What is being asked →
Tally how many lines in the material include the word "render", then give that figure by itself.

Input for this task →
+++++

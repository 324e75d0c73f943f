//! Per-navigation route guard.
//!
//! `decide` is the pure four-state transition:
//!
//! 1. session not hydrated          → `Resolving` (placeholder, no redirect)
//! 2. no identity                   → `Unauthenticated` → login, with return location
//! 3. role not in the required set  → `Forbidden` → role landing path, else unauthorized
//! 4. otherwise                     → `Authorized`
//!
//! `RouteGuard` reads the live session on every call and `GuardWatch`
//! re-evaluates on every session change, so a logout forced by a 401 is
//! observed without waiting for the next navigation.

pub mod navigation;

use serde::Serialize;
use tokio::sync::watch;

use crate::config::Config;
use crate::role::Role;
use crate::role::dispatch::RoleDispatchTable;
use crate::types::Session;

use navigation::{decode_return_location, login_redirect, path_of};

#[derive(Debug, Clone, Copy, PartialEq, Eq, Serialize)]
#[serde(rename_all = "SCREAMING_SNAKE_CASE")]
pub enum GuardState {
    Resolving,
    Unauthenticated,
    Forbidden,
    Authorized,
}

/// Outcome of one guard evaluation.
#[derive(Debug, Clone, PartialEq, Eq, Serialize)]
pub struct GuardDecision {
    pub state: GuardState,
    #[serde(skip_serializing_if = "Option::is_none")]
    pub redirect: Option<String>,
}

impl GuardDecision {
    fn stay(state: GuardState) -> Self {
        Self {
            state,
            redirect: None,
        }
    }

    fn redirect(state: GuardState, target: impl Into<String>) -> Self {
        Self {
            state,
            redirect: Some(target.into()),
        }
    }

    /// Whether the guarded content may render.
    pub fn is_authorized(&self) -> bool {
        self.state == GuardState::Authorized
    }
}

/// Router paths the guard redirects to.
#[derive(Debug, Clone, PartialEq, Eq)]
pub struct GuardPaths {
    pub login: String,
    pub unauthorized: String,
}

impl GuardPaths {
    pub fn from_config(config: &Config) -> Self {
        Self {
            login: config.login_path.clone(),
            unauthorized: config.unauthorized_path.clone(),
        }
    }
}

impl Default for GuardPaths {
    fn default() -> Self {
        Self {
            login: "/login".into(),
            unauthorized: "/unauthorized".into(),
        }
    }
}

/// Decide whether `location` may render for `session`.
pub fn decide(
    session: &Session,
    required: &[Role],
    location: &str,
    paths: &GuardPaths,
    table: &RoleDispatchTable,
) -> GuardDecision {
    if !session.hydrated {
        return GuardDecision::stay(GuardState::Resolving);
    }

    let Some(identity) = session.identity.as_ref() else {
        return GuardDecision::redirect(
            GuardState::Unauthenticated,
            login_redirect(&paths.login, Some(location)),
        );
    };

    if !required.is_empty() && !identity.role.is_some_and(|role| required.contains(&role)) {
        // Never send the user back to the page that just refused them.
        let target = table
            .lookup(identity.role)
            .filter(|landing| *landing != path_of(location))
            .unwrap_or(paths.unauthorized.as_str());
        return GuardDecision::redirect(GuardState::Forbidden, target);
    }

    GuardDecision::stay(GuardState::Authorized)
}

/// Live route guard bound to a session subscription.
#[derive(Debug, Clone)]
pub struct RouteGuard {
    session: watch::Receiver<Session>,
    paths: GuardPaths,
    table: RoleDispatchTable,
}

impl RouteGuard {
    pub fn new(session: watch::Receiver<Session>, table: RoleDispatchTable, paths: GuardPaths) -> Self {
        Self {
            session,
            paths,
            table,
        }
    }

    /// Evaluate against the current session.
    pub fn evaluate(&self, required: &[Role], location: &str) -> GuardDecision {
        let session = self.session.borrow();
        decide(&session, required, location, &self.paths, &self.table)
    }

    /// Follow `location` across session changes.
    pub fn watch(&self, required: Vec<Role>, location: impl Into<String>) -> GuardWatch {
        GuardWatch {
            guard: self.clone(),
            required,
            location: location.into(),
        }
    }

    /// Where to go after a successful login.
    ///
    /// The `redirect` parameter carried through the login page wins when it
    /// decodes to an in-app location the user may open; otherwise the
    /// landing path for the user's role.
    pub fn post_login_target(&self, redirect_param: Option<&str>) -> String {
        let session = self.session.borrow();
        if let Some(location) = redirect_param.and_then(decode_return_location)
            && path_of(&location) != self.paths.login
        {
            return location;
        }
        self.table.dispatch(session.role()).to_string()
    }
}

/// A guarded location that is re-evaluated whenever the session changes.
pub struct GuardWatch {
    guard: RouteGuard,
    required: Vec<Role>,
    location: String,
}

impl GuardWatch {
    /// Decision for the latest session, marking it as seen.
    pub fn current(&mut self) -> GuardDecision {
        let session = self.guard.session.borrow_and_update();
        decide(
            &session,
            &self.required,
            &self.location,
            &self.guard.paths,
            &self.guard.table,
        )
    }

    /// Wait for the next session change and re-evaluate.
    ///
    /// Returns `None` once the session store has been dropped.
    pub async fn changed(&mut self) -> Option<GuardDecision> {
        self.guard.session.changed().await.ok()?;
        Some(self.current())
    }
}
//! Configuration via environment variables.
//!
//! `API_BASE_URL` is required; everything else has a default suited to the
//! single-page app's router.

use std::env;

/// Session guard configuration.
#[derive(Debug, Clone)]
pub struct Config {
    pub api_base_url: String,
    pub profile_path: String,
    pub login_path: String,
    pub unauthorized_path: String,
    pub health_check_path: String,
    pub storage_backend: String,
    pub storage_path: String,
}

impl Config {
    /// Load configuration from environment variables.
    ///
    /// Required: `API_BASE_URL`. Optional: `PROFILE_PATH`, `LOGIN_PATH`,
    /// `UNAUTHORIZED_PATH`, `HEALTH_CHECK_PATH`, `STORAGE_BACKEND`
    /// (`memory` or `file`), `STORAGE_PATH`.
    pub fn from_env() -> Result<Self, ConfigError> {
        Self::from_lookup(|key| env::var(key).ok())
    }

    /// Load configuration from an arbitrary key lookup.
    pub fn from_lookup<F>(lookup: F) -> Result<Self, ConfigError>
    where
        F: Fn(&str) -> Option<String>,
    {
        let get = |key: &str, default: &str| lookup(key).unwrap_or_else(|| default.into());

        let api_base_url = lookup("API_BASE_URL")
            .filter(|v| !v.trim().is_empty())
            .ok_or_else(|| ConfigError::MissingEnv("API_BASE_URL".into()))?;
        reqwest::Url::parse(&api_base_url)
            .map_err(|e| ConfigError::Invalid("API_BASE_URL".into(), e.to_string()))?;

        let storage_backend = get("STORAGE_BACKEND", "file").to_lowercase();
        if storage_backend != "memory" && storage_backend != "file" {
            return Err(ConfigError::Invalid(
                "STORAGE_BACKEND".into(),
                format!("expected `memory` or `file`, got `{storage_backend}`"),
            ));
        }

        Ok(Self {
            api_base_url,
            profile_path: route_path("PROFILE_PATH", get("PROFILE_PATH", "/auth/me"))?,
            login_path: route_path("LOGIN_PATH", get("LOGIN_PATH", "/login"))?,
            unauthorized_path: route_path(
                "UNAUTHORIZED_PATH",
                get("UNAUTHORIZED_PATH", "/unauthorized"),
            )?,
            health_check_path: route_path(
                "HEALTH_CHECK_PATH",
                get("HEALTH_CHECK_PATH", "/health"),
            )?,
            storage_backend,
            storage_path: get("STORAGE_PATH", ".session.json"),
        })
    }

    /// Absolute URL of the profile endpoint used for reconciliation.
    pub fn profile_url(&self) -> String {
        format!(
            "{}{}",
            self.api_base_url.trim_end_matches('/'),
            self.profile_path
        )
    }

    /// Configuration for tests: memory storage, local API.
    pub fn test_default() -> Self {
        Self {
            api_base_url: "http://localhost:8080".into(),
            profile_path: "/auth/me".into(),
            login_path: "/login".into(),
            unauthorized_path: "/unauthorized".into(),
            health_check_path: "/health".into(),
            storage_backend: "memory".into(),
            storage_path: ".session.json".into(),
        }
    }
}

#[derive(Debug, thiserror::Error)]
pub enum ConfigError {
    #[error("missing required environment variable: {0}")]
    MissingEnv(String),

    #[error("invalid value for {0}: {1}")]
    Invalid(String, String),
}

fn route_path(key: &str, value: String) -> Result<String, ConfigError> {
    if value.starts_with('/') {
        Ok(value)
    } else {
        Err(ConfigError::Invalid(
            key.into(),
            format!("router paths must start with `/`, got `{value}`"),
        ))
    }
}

+++++

Solution below →
2